- Opening Delimiter -

// ─────────────────────────────────────────────────────────────────────
// SCPN Magnetics — Elliptic
// © 1998–2026 Miroslav Šotek. All rights reserved.
// Contact: www.anulum.li | protoscience@anulum.li
// ORCID: https://orcid.org/0009-0009-3560-0851
// License: GNU AGPL v3 | Commercial licensing available
// ─────────────────────────────────────────────────────────────────────
//! Complete elliptic integrals K(m) and E(m).
//!
//! Evaluated with the arithmetic-geometric mean iteration (Abramowitz
//! & Stegun, Handbook of Mathematical Functions, 17.6), which
//! converges quadratically and delivers full double precision. The
//! loop-field formula differences K against E-weighted terms that
//! cancel to O(a²) near the axis, so polynomial-fit accuracy (~2e-8)
//! is not enough there. Parameter convention matches scipy: m = k^2
//! where 0 <= m < 1.
//!
//! K is also exposed through the complementary parameter p = 1 - m
//! (`ellipkm1`, matching `scipy.special.ellipkm1`), the form to use
//! at the m -> 1 branch point with p computed free of cancellation by
//! the caller.

/// AGM iteration cap; quadratic convergence reaches f64 precision in
/// well under 16 steps for any admissible parameter.
const AGM_MAX_ITER: usize = 32;

/// Complete elliptic integral of the first kind K(m).
///
/// Parameter m = k^2, where 0 <= m < 1.
/// Matches `scipy.special.ellipk(m)` to machine precision.
pub fn ellipk(m: f64) -> f64 {
    debug_assert!(
        (0.0..1.0).contains(&m),
        "ellipk requires 0 <= m < 1, got {m}"
    );

    ellipkm1(1.0 - m)
}

/// K(1 - p): complete elliptic integral of the first kind evaluated
/// from the complementary parameter p = 1 - m.
///
/// Requires 0 < p <= 1. K(m) = pi / (2 agm(1, sqrt(1 - m))), A&S
/// 17.6.3-17.6.4. Matches `scipy.special.ellipkm1(p)`.
pub fn ellipkm1(p: f64) -> f64 {
    debug_assert!(
        p > 0.0 && p <= 1.0,
        "ellipkm1 requires 0 < p <= 1, got {p}"
    );

    let mut a = 1.0f64;
    let mut b = p.sqrt();
    for _ in 0..AGM_MAX_ITER {
        if (a - b).abs() <= f64::EPSILON * a {
            break;
        }
        let an = 0.5 * (a + b);
        b = (a * b).sqrt();
        a = an;
    }

    std::f64::consts::FRAC_PI_2 / a
}

/// Complete elliptic integral of the second kind E(m).
///
/// Parameter m = k^2, where 0 <= m <= 1. Uses the AGM iteration with
/// the c_n² sum (A&S 17.6.4): E = K (1 - Σ 2^{n-1} c_n²), c0² = m.
/// Matches `scipy.special.ellipe(m)` to machine precision.
pub fn ellipe(m: f64) -> f64 {
    debug_assert!(
        (0.0..=1.0).contains(&m),
        "ellipe requires 0 <= m <= 1, got {m}"
    );

    if m >= 1.0 {
        return 1.0;
    }

    let mut a = 1.0f64;
    let mut b = (1.0 - m).sqrt();
    let mut c_sum = 0.5 * m;
    let mut weight = 0.5;
    for _ in 0..AGM_MAX_ITER {
        let c = 0.5 * (a - b);
        if c.abs() <= f64::EPSILON {
            break;
        }
        let an = 0.5 * (a + b);
        b = (a * b).sqrt();
        a = an;
        weight *= 2.0;
        c_sum += weight * c * c;
    }

    std::f64::consts::FRAC_PI_2 / a * (1.0 - c_sum)
}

- Closing Delimiter -

[Action item]
All of the material is to be copied word for word.

[Expected output]
// ─────────────────────────────────────────────────────────────────────
// SCPN Magnetics — Elliptic
// © 1998–2026 Miroslav Šotek. All rights reserved.
// Contact: www.anulum.li | protoscience@anulum.li
// ORCID: https://orcid.org/0009-0009-3560-0851
// License: GNU AGPL v3 | Commercial licensing available
// ─────────────────────────────────────────────────────────────────────
//! Complete elliptic integrals K(m) and E(m).
//!
//! Evaluated with the arithmetic-geometric mean iteration (Abramowitz
//! & Stegun, Handbook of Mathematical Functions, 17.6), which
//! converges quadratically and delivers full double precision. The
//! loop-field formula differences K against E-weighted terms that
//! cancel to O(a²) near the axis, so polynomial-fit accuracy (~2e-8)
//! is not enough there. Parameter convention matches scipy: m = k^2
//! where 0 <= m < 1.
//!
//! K is also exposed through the complementary parameter p = 1 - m
//! (`ellipkm1`, matching `scipy.special.ellipkm1`), the form to use
//! at the m -> 1 branch point with p computed free of cancellation by
//! the caller.

/// AGM iteration cap; quadratic convergence reaches f64 precision in
/// well under 16 steps for any admissible parameter.
const AGM_MAX_ITER: usize = 32;

/// Complete elliptic integral of the first kind K(m).
///
/// Parameter m = k^2, where 0 <= m < 1.
/// Matches `scipy.special.ellipk(m)` to machine precision.
pub fn ellipk(m: f64) -> f64 {
    debug_assert!(
        (0.0..1.0).contains(&m),
        "ellipk requires 0 <= m < 1, got {m}"
    );

    ellipkm1(1.0 - m)
}

/// K(1 - p): complete elliptic integral of the first kind evaluated
/// from the complementary parameter p = 1 - m.
///
/// Requires 0 < p <= 1. K(m) = pi / (2 agm(1, sqrt(1 - m))), A&S
/// 17.6.3-17.6.4. Matches `scipy.special.ellipkm1(p)`.
pub fn ellipkm1(p: f64) -> f64 {
    debug_assert!(
        p > 0.0 && p <= 1.0,
        "ellipkm1 requires 0 < p <= 1, got {p}"
    );

    let mut a = 1.0f64;
    let mut b = p.sqrt();
    for _ in 0..AGM_MAX_ITER {
        if (a - b).abs() <= f64::EPSILON * a {
            break;
        }
        let an = 0.5 * (a + b);
        b = (a * b).sqrt();
        a = an;
    }

    std::f64::consts::FRAC_PI_2 / a
}

/// Complete elliptic integral of the second kind E(m).
///
/// Parameter m = k^2, where 0 <= m <= 1. Uses the AGM iteration with
/// the c_n² sum (A&S 17.6.4): E = K (1 - Σ 2^{n-1} c_n²), c0² = m.
/// Matches `scipy.special.ellipe(m)` to machine precision.
pub fn ellipe(m: f64) -> f64 {
    debug_assert!(
        (0.0..=1.0).contains(&m),
        "ellipe requires 0 <= m <= 1, got {m}"
    );

    if m >= 1.0 {
        return 1.0;
    }

    let mut a = 1.0f64;
    let mut b = (1.0 - m).sqrt();
    let mut c_sum = 0.5 * m;
    let mut weight = 0.5;
    for _ in 0..AGM_MAX_ITER {
        let c = 0.5 * (a - b);
        if c.abs() <= f64::EPSILON {
            break;
        }
        let an = 0.5 * (a + b);
        b = (a * b).sqrt();
        a = an;
        weight *= 2.0;
        c_sum += weight * c * c;
    }

    std::f64::consts::FRAC_PI_2 / a * (1.0 - c_sum)
}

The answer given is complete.